There was one here where you're talking about Abraham Lincoln and his thirst for learning and his character, and you're like Abraham Lincoln, the man who freed the slaves. And then you explain that he represented many of his clients and friends against charges of bestiality, which if people don't know what that is, that is having sexual intercourse with an animal.
And I had to reread that 'cause I was like, wait a minute, hang on. That's not what he
Ryan Holiday: said. He represents multiple cases of people like pigs and cows and stuff and, and I think it's like he tries 5,000 cases as a lawyer. Like we tend to think of Abraham again. We think of these people as like coming out [01:09:00] fully formed or like Right.
Abraham Lincoln read a lot of books as a kid and that's how he became wise. We spent 25 years as a lawyer in on the circuit. Back then, like there wasn't enough people and resources in each town to have like a functioning legal system, so that Oh, I didn't know that. Oh wow. Okay. The judges and the lawyers would travel to The Little town, to little town, and then for like three weeks handle all the cases they have.
Oh gosh. Until they would come back. In the old days, even the Supreme Court justices traveled, it's called Riding the Circuit, and you would have to sit on lower courts. There wasn't just, Hey, you work in this courthouse and enough cases come to you, and so. His understanding of human nature and how to resolve conflicts came from Yeah.
Representing cases that involved some weird, twisted shit. Right. My favorite Lincoln story in the book, just to let you know that he is not this saintly figure. He loved practical jokes. Right. And he was funny. And he tells this story about he's riding the circuit [01:10:00] with another lawyer and they're having to camp outside, you know, they're sleeping up on this rock or something.
He waits for his friend to go to sleep in the prank. He's gonna climb down from where they're camping. He is gonna shit in his friend's hat. That's gonna be the, the friend's gonna wake up and find that someone took a dump in their hat. And uh, and uh, so Lincoln does this and they wake up in the morning and the friend anticipating the prank has switched their hats.
Hats. And so he shits in his own hat. And again, you think of him as this black and white photograph, right? The man whose face is wrinkled and worn by this horrible civil war, which it was, and the loss of his children, and the pain and the heartbreak. And he is also a guy with a sense of humor, right? He's a human being and he learns, by the way, that humor is how you deal with what must have been a dark, disturbing look into humanity as he traveled to these towns and he had to represent slaves and slave owners and wife beaters and people who stole [01:11:00] the savings of little old ladies.
And he was a funny dude. And uh, I love that story.
Jordan Harbinger: That's a great story. I mean, you like future president of the United States, like, you just think, oh, the country's falling apart. You did a trial where someone went to prison for having sex with a pig. This other person killed his neighbor. What's your plan for the evening?
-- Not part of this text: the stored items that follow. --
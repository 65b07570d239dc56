use ndarray::Array2;

use super::{CellSet, CommandKind};

/// Category of a screen cell relative to the controlled player.
#[derive(Debug, Copy, Clone, PartialEq, Eq, Hash)]
#[repr(u8)]
pub enum PlayerRelative {
    Background = 0,
    SelfUnit = 1,
    Ally = 2,
    Neutral = 3,
    Hostile = 4,
}

#[derive(Debug, Clone, PartialEq)]
pub struct Observation {
    player_relative: Array2<u8>,
    selected: Array2<u8>,
    available_commands: Vec<CommandKind>,
}

impl Observation {
    pub fn new(
        player_relative: Array2<u8>,
        selected: Array2<u8>,
        available_commands: Vec<CommandKind>,
    ) -> Self {
        assert_eq!(
            player_relative.dim(),
            selected.dim(),
            "occupancy and selection maps must share a shape"
        );
        Self {
            player_relative,
            selected,
            available_commands,
        }
    }

    pub fn player_relative(&self) -> &Array2<u8> {
        &self.player_relative
    }

    pub fn selected(&self) -> &Array2<u8> {
        &self.selected
    }

    pub fn available_commands(&self) -> &[CommandKind] {
        &self.available_commands
    }

    pub fn is_available(&self, kind: CommandKind) -> bool {
        self.available_commands.contains(&kind)
    }

    /// `(rows, cols)` of the maps.
    pub fn shape(&self) -> (usize, usize) {
        self.player_relative.dim()
    }

    pub fn cells_of(&self, category: PlayerRelative) -> CellSet {
        CellSet::matching(&self.player_relative, |v| v == category as u8)
    }

    pub fn selected_cells(&self) -> CellSet {
        CellSet::matching(&self.selected, |v| v != 0)
    }
}
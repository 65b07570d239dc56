use std::hash::Hash;

use super::ActionSelection;
use crate::policy::QTable;

/// Always exploits, used when evaluating a trained table.
#[derive(Debug, Clone, Default)]
pub struct Greedy<const COUNT: usize>;

impl<const COUNT: usize> ActionSelection<COUNT> for Greedy<COUNT> {
    fn get_action<T: Hash + PartialEq + Eq + Clone>(
        &mut self,
        table: &mut QTable<T, COUNT>,
        obs: &T,
        _step: u64,
    ) -> usize {
        table.greedy_action(obs)
    }

    fn exploration_rate(&self, _step: u64) -> f64 {
        0.0
    }
}
use ndarray::Array2;

/// Coordinates of every cell of a map that matched some predicate, stored as
/// parallel row / column vectors.
#[derive(Debug, Clone, Default, PartialEq, Eq)]
pub struct CellSet {
    rows: Vec<usize>,
    cols: Vec<usize>,
}

impl CellSet {
    pub fn new(rows: Vec<usize>, cols: Vec<usize>) -> Self {
        assert_eq!(rows.len(), cols.len(), "row and column counts differ");
        Self { rows, cols }
    }

    pub fn matching<F: Fn(u8) -> bool>(map: &Array2<u8>, predicate: F) -> Self {
        let mut rows: Vec<usize> = vec![];
        let mut cols: Vec<usize> = vec![];
        for ((row, col), value) in map.indexed_iter() {
            if predicate(*value) {
                rows.push(row);
                cols.push(col);
            }
        }
        Self { rows, cols }
    }

    pub fn len(&self) -> usize {
        self.rows.len()
    }

    pub fn is_empty(&self) -> bool {
        self.rows.is_empty()
    }

    pub fn get(&self, i: usize) -> Option<(usize, usize)> {
        Some((*self.rows.get(i)?, *self.cols.get(i)?))
    }

    pub fn rows(&self) -> &[usize] {
        &self.rows
    }

    pub fn cols(&self) -> &[usize] {
        &self.cols
    }

    /// Mean `(row, col)`; `None` when the set is empty.
    pub fn mean(&self) -> Option<(f64, f64)> {
        if self.is_empty() {
            return None;
        }
        let n: f64 = self.len() as f64;
        let row: f64 = self.rows.iter().sum::<usize>() as f64 / n;
        let col: f64 = self.cols.iter().sum::<usize>() as f64 / n;
        Some((row, col))
    }

    /// Largest row and largest column, taken independently.
    pub fn max(&self) -> Option<(usize, usize)> {
        Some((*self.rows.iter().max()?, *self.cols.iter().max()?))
    }

    /// Inclusive `((min_row, min_col), (max_row, max_col))`.
    pub fn bounding_box(&self) -> Option<((usize, usize), (usize, usize))> {
        let min: (usize, usize) = (*self.rows.iter().min()?, *self.cols.iter().min()?);
        Some((min, self.max()?))
    }

    pub fn box_contains(&self, row: f64, col: f64) -> bool {
        match self.bounding_box() {
            Some(((min_row, min_col), (max_row, max_col))) => {
                min_row as f64 <= row
                    && row <= max_row as f64
                    && min_col as f64 <= col
                    && col <= max_col as f64
            }
            None => false,
        }
    }
}
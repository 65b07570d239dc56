pub mod action;
pub mod action_selection;
pub mod agent;
pub mod env;
pub mod policy;
pub mod state;
pub mod trainer;
pub mod utils;

pub use agent::{Agent, QAgent, ScriptedAgent};
pub use trainer::{Trainer, TrainerConfig};
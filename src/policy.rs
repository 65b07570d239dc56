mod q_table;

pub use q_table::QTable;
Well, first of all, I'm gonna get some food and then I'm gonna shit in my friend's hat. Go to bed and wake up and watch him put it on. And you're like, okay. Everyone deals with stress in their own way. I suppose. I'm gonna go for a swim.
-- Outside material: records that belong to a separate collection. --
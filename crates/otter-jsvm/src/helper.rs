//! Small wrappers around the C API shared by the runtime and the host
//! bridges.

use std::any::Any;
use std::ffi::{CStr, CString};
use std::os::raw::c_char;
use std::panic::{AssertUnwindSafe, catch_unwind};
use std::ptr;

use otter_jsi::JsiNativeException;
use otter_jsvm_sys::*;

use crate::error::JsvmError;

/// Handle scope that closes when dropped.
///
/// Values created while it is open are released on drop unless a reference
/// keeps them alive.
pub(crate) struct HandleScope {
    env: JSVM_Env,
    scope: JSVM_HandleScope,
}

impl HandleScope {
    pub(crate) fn open(env: JSVM_Env) -> Self {
        let mut scope: JSVM_HandleScope = ptr::null_mut();
        // SAFETY: `env` belongs to a live context on this thread.
        let status = unsafe { OH_JSVM_OpenHandleScope(env, &mut scope) };
        if status != JSVM_OK {
            tracing::error!(status = status_name(status), "Failed to open handle scope");
            scope = ptr::null_mut();
        }
        Self { env, scope }
    }
}

impl Drop for HandleScope {
    fn drop(&mut self) {
        if !self.scope.is_null() {
            // SAFETY: opened by `open` on the same env; scopes nest strictly.
            unsafe { OH_JSVM_CloseHandleScope(self.env, self.scope) };
        }
    }
}

pub(crate) unsafe fn undefined(env: JSVM_Env) -> JSVM_Value {
    let mut value: JSVM_Value = ptr::null_mut();
    OH_JSVM_GetUndefined(env, &mut value);
    value
}

/// Create an engine string from UTF-8 bytes. Null on failure.
pub(crate) unsafe fn create_string(env: JSVM_Env, utf8: &[u8]) -> JSVM_Value {
    let mut value: JSVM_Value = ptr::null_mut();
    let status = OH_JSVM_CreateStringUtf8(env, utf8.as_ptr().cast::<c_char>(), utf8.len(), &mut value);
    if status != JSVM_OK {
        return ptr::null_mut();
    }
    value
}

/// Read an engine string as UTF-8. The value must already be a string.
pub(crate) unsafe fn read_string(env: JSVM_Env, value: JSVM_Value) -> Option<String> {
    let mut length = 0usize;
    if OH_JSVM_GetValueStringUtf8(env, value, ptr::null_mut(), 0, &mut length) != JSVM_OK {
        return None;
    }
    // Room for the terminator the engine always writes.
    let mut buffer = vec![0u8; length + 1];
    let mut written = 0usize;
    let status = OH_JSVM_GetValueStringUtf8(
        env,
        value,
        buffer.as_mut_ptr().cast::<c_char>(),
        buffer.len(),
        &mut written,
    );
    if status != JSVM_OK {
        return None;
    }
    buffer.truncate(written);
    Some(String::from_utf8_lossy(&buffer).into_owned())
}

/// `String(value)` without going through script.
pub(crate) unsafe fn coerce_to_string(env: JSVM_Env, value: JSVM_Value) -> Option<String> {
    let mut string: JSVM_Value = ptr::null_mut();
    if OH_JSVM_CoerceToString(env, value, &mut string) != JSVM_OK {
        return None;
    }
    read_string(env, string)
}

pub(crate) unsafe fn type_of(env: JSVM_Env, value: JSVM_Value) -> Option<JSVM_ValueType> {
    let mut value_type: JSVM_ValueType = JSVM_UNDEFINED;
    (OH_JSVM_Typeof(env, value, &mut value_type) == JSVM_OK).then_some(value_type)
}

pub(crate) unsafe fn named_property(env: JSVM_Env, object: JSVM_Value, name: &CStr) -> Option<JSVM_Value> {
    let mut value: JSVM_Value = ptr::null_mut();
    (OH_JSVM_GetNamedProperty(env, object, name.as_ptr(), &mut value) == JSVM_OK).then_some(value)
}

/// Property read for diagnostics: missing, `undefined` and unreadable all
/// come back as `None`.
unsafe fn string_property(env: JSVM_Env, object: JSVM_Value, name: &CStr) -> Option<String> {
    let value = named_property(env, object, name)?;
    match type_of(env, value)? {
        JSVM_UNDEFINED | JSVM_NULL => None,
        _ => coerce_to_string(env, value),
    }
}

/// Take the pending exception, leaving the env clean for further calls.
pub(crate) unsafe fn take_pending_exception(env: JSVM_Env) -> Option<JSVM_Value> {
    let mut pending = false;
    if OH_JSVM_IsExceptionPending(env, &mut pending) != JSVM_OK || !pending {
        return None;
    }
    let mut exception: JSVM_Value = ptr::null_mut();
    if OH_JSVM_GetAndClearLastException(env, &mut exception) != JSVM_OK || exception.is_null() {
        return None;
    }
    Some(exception)
}

/// Convert a thrown value into a script error.
///
/// Error objects contribute `name`, `message` and `stack`; any other thrown
/// value is stringified into the message.
pub(crate) unsafe fn exception_from_value(env: JSVM_Env, exception: JSVM_Value) -> JsiNativeException {
    let mut is_error = false;
    OH_JSVM_IsError(env, exception, &mut is_error);

    if !is_error {
        let message = coerce_to_string(env, exception).unwrap_or_else(|| "Unknown error".to_string());
        return JsiNativeException::js_error("Error", message, String::new());
    }

    let name = string_property(env, exception, c"name").unwrap_or_else(|| "Error".to_string());
    let message = string_property(env, exception, c"message").unwrap_or_default();
    let stack = string_property(env, exception, c"stack").unwrap_or_default();
    JsiNativeException::js_error(name, message, stack)
}

/// Message attached to the last failing call, if the engine recorded one.
pub(crate) unsafe fn last_error_message(env: JSVM_Env) -> Option<String> {
    let mut info: *const JSVM_ExtendedErrorInfo = ptr::null();
    if OH_JSVM_GetLastErrorInfo(env, &mut info) != JSVM_OK || info.is_null() {
        return None;
    }
    let message = (*info).errorMessage;
    if message.is_null() {
        return None;
    }
    Some(CStr::from_ptr(message).to_string_lossy().into_owned())
}

/// Describe a failing status as an engine exception.
pub(crate) unsafe fn status_exception(env: JSVM_Env, status: JSVM_Status, operation: &'static str) -> JsiNativeException {
    let message = last_error_message(env);
    JsvmError::Status {
        operation,
        status,
        message,
    }
    .into()
}

/// NUL-terminated copy of a name. Interior NULs truncate the name.
pub(crate) fn c_name(name: &str) -> CString {
    let end = name.find('\0').unwrap_or(name.len());
    CString::new(&name[..end]).unwrap_or_default()
}

/// Run the body of an engine callback, turning a panic into a thrown
/// `Error`. Unwinding must not cross into the engine.
pub(crate) unsafe fn catch_panic(env: JSVM_Env, body: impl FnOnce() -> JSVM_Value) -> JSVM_Value {
    match catch_unwind(AssertUnwindSafe(body)) {
        Ok(value) => value,
        Err(panic) => {
            let message = panic_message(panic.as_ref());
            tracing::error!(%message, "panic in native callback");
            let message = c_name(&format!("Native callback panicked: {message}"));
            OH_JSVM_ThrowError(env, ptr::null(), message.as_ptr());
            ptr::null_mut()
        }
    }
}

fn panic_message(panic: &(dyn Any + Send)) -> String {
    if let Some(message) = panic.downcast_ref::<&str>() {
        message.to_string()
    } else if let Some(message) = panic.downcast_ref::<String>() {
        message.clone()
    } else {
        "unknown panic".to_string()
    }
}

/// Arguments up to this count are marshaled without allocating.
pub(crate) const INLINE_ARGS: usize = 8;

/// Engine-side argument vector for a call.
///
/// Each `Value` is converted straight into its engine slot; no intermediate
/// array of values is built. The engine call takes a contiguous argv, so all
/// slots are filled before the call starts.
pub(crate) struct ArgsConverter {
    inline: [JSVM_Value; INLINE_ARGS],
    heap: Vec<JSVM_Value>,
    len: usize,
}

impl ArgsConverter {
    /// Convert each argument by index. Fails if any conversion fails.
    pub(crate) fn new<T>(args: &[T], mut convert: impl FnMut(&T) -> Option<JSVM_Value>) -> Option<Self> {
        let mut converter = Self {
            inline: [ptr::null_mut(); INLINE_ARGS],
            heap: Vec::new(),
            len: args.len(),
        };
        if args.len() > INLINE_ARGS {
            converter.heap.reserve_exact(args.len());
            for arg in args {
                converter.heap.push(convert(arg)?);
            }
        } else {
            for (slot, arg) in converter.inline.iter_mut().zip(args) {
                *slot = convert(arg)?;
            }
        }
        Some(converter)
    }

    pub(crate) fn as_ptr(&self) -> *const JSVM_Value {
        if self.len > INLINE_ARGS {
            self.heap.as_ptr()
        } else {
            self.inline.as_ptr()
        }
    }

    pub(crate) fn len(&self) -> usize {
        self.len
    }
}
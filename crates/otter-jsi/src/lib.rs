//! otter-jsi - engine-agnostic JavaScript runtime interface.
//!
//! The crate defines the [`Runtime`] contract and its handle-based value
//! model. Backends (see `otter-jsvm`) implement [`Runtime`]; embedders only
//! ever see `&dyn Runtime` and the handle types.
//!
//! # Ownership
//!
//! Every heap handle ([`Object`], [`JsString`], [`Symbol`], [`PropNameId`]
//! and the object subtypes) owns one [`Pointer`], which owns one backend
//! [`PointerValue`] holding a strong engine reference. Handles are moved,
//! not copied; `clone_in(rt)` asks the runtime for another reference.
//!
//! Native payloads exposed to script ([`HostObject`], [`HostFunctionType`])
//! are held strongly by per-runtime registries and weakly by the engine
//! proxies through [`HostObjectWrapper`].
//!
//! # Errors
//!
//! Fallible operations return [`JsiNativeException`] values. Engine
//! exceptions that cannot be returned are reported to the runtime's
//! [`JsiExceptionHandler`].
//!
//! # Example
//!
//! ```ignore
//! use std::sync::Arc;
//! use otter_jsi::{Function, Runtime, StringBuffer, Value};
//!
//! fn install(rt: &dyn Runtime) {
//!     let add = Function::from_closure(rt, "add", 2, |_, _, args| {
//!         let a = args.first().and_then(Value::as_number).unwrap_or(0.0);
//!         let b = args.get(1).and_then(Value::as_number).unwrap_or(0.0);
//!         Ok(Value::Number(a + b))
//!     });
//!     if let Some(add) = add {
//!         rt.global().set_property(rt, "add", &add.into());
//!     }
//!     let result = rt.evaluate_javascript(Arc::new(StringBuffer::new("add(1, 2)")), "main.js");
//!     assert_eq!(result.ok().and_then(|v| v.as_number()), Some(3.0));
//! }
//! ```

pub mod array;
pub mod array_buffer;
pub mod bigint;
pub mod buffer;
pub mod collector;
pub mod config;
pub mod exception;
pub mod function;
pub mod host;
pub mod json;
pub mod object;
pub mod pointer;
pub mod propnameid;
pub mod runtime;
pub mod scope;
pub mod string;
pub mod symbol;
pub mod value;

pub use array::Array;
pub use array_buffer::ArrayBuffer;
pub use bigint::BigInt;
pub use buffer::{
    Buffer, BytecodeGetter, PreparedJavaScript, SourceJavaScriptPreparation, StringBuffer,
    VectorBuffer,
};
pub use collector::{CollectorScope, JsiNativeExceptionCollector};
pub use config::RuntimeOptions;
pub use exception::{ErrorCode, JsError, JsiException, JsiNativeException, JsiResult, NativeFrame};
pub use function::Function;
pub use host::{HostFunctionType, HostObject, HostObjectWrapper, HostRegistry, RegisteredHost};
pub use object::Object;
pub use pointer::{Pointer, PointerValue};
pub use propnameid::PropNameId;
pub use runtime::{
    GcBehavior, InspectorRuntimeObserver, JsiExceptionHandler, LoggingExceptionHandler,
    NoopInspectorObserver, Runtime, RuntimeCore, RuntimeKind, ScopeState,
};
pub use scope::Scope;
pub use string::JsString;
pub use symbol::Symbol;
pub use value::{MAX_SAFE_INTEGER, Value};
Ryan Holiday: I tell this story, it's like Christmas day or New Year's Day in the depths of the Civil War.
And Lincoln calls his cabinet in for like this emergency meeting. They have to discuss something, and they come in and he is reading this book and he is laughing and they're like, what are you doing? And he's like, let me read you this. And he sits down and he reads them. There's this humorous named Artemis Ward, and he reads them a chapter from this thing, which he finds hilarious.
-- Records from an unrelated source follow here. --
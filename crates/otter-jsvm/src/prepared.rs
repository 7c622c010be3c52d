//! Scripts compiled ahead of evaluation.

use std::any::Any;
use std::sync::Arc;

use otter_jsi::{Buffer, PreparedJavaScript};

/// Source plus the code cache the engine produced for it.
///
/// The cache is engine-version specific but not tied to a runtime: any
/// `JsvmRuntime` in the process can evaluate the preparation without
/// recompiling. A rejected cache falls back to a full compile.
pub struct JsvmPreparedJavaScript {
    source_url: String,
    source: Arc<dyn Buffer>,
    code_cache: Arc<[u8]>,
}

impl JsvmPreparedJavaScript {
    pub(crate) fn new(source: Arc<dyn Buffer>, source_url: &str, code_cache: Vec<u8>) -> Self {
        Self {
            source_url: source_url.to_string(),
            source,
            code_cache: code_cache.into(),
        }
    }

    pub fn source(&self) -> &Arc<dyn Buffer> {
        &self.source
    }

    pub fn code_cache(&self) -> &[u8] {
        &self.code_cache
    }
}

impl PreparedJavaScript for JsvmPreparedJavaScript {
    fn source_url(&self) -> &str {
        &self.source_url
    }

    fn as_any(&self) -> &dyn Any {
        self
    }
}
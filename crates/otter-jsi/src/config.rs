//! Runtime configuration shared by every backend.

use serde::{Deserialize, Serialize};

/// Options recognised by all `Runtime` implementations.
#[derive(Debug, Clone, PartialEq, Eq, Serialize, Deserialize)]
#[serde(default, rename_all = "camelCase")]
pub struct RuntimeOptions {
    /// Rethrow native exceptions raised by host functions into script.
    /// When disabled they are reported to the exception handler and the
    /// call evaluates to `undefined`.
    /// Default: true
    pub rethrow_native_exceptions: bool,

    /// Produce and consume engine code caches where the backend supports it.
    /// Default: true
    pub enable_code_cache: bool,
}

impl Default for RuntimeOptions {
    fn default() -> Self {
        Self {
            rethrow_native_exceptions: true,
            enable_code_cache: true,
        }
    }
}

impl RuntimeOptions {
    pub fn new() -> Self {
        Self::default()
    }

    /// Report native exceptions instead of rethrowing them.
    pub fn swallow_native_exceptions(mut self) -> Self {
        self.rethrow_native_exceptions = false;
        self
    }
}

#[cfg(test)]
mod tests {
    use super::*;

    #[test]
    fn test_defaults() {
        let options = RuntimeOptions::default();
        assert!(options.rethrow_native_exceptions);
        assert!(options.enable_code_cache);
    }

    #[test]
    fn test_partial_json_uses_defaults() {
        let options: RuntimeOptions =
            serde_json::from_str(r#"{ "rethrowNativeExceptions": false }"#).unwrap();
        assert!(!options.rethrow_native_exceptions);
        assert!(options.enable_code_cache);
    }
}
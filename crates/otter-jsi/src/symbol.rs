//! Engine symbol handles.

use crate::pointer::{Pointer, PointerValue};
use crate::runtime::Runtime;

/// A handle to a symbol in the engine heap.
#[derive(Debug)]
pub struct Symbol {
    pointer: Pointer,
}

impl Symbol {
    pub fn from_pointer(pointer: Pointer) -> Self {
        Self { pointer }
    }

    pub fn from_value(value: Box<dyn PointerValue>) -> Self {
        Self::from_pointer(Pointer::new(value))
    }

    /// `Symbol(description).toString()`, e.g. `Symbol(foo)`.
    pub fn to_string(&self, rt: &dyn Runtime) -> String {
        rt.symbol_to_string(self)
    }

    pub fn strict_equals(rt: &dyn Runtime, a: &Symbol, b: &Symbol) -> bool {
        rt.strict_equals_symbol(a, b)
    }

    pub fn clone_in(&self, rt: &dyn Runtime) -> Symbol {
        let cloned = self.pointer.get().and_then(|pv| rt.clone_symbol(pv));
        Symbol::from_pointer(Pointer::from_option(cloned))
    }

    pub fn pointer(&self) -> &Pointer {
        &self.pointer
    }

    pub fn into_pointer(self) -> Pointer {
        self.pointer
    }
}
Mm-hmm. And they clearly had a sense of humor that not everyone appreciated most of his cabinets. Like, dude, it's Christmas. What are we doing here? [01:12:00] Yeah, look, he said, if I don't laugh. I think I would die. All of us are greatly strained and we need to have something to lighten the mood. And they're like, okay, yeah, yeah, yeah.
And he is like, okay. Anyways, the reason I called you here is let's talk about the Emancipation Proclamation. So like one of the greatest, most elevated moments in American history is proceeded by this humorous, silly, distracted moment of, of American history, but they're inseparable from each other. And I do think very often the wisest people.
I would say as a general rule, every wise person I have met has a pretty good sense of humor. Certainly being stupid makes it hard for you to find things like people think humor is low in base. I actually find that real humor is based in your ability to perceive and understand the absurdity of the human experience, plus shitting in people's hats.
Jordan Harbinger: I was gonna say, and also shitting in people's hats. Exactly. Yes. Doesn't have to be elevated to be funny. What's funny about that is the juxtaposition of the person who did [01:13:00] it, right? I mean, if some degenerate shit's in a hat, especially his own, you're just like serves you, right? It's less funny than when it's the president of the United States.
One of the most important, the guy on the $5 bill got a story about this guy. Oh, is it gonna be a historical lecture? Not exactly.
Ryan Holiday: Not exactly. It's so good. It's so good.
Jordan Harbinger: The book has some wisdom on critics. You touched on that at the top of the show. Listening to your critics is important and you need thick skin, but if it's too thick, you never get the information that you need to improve.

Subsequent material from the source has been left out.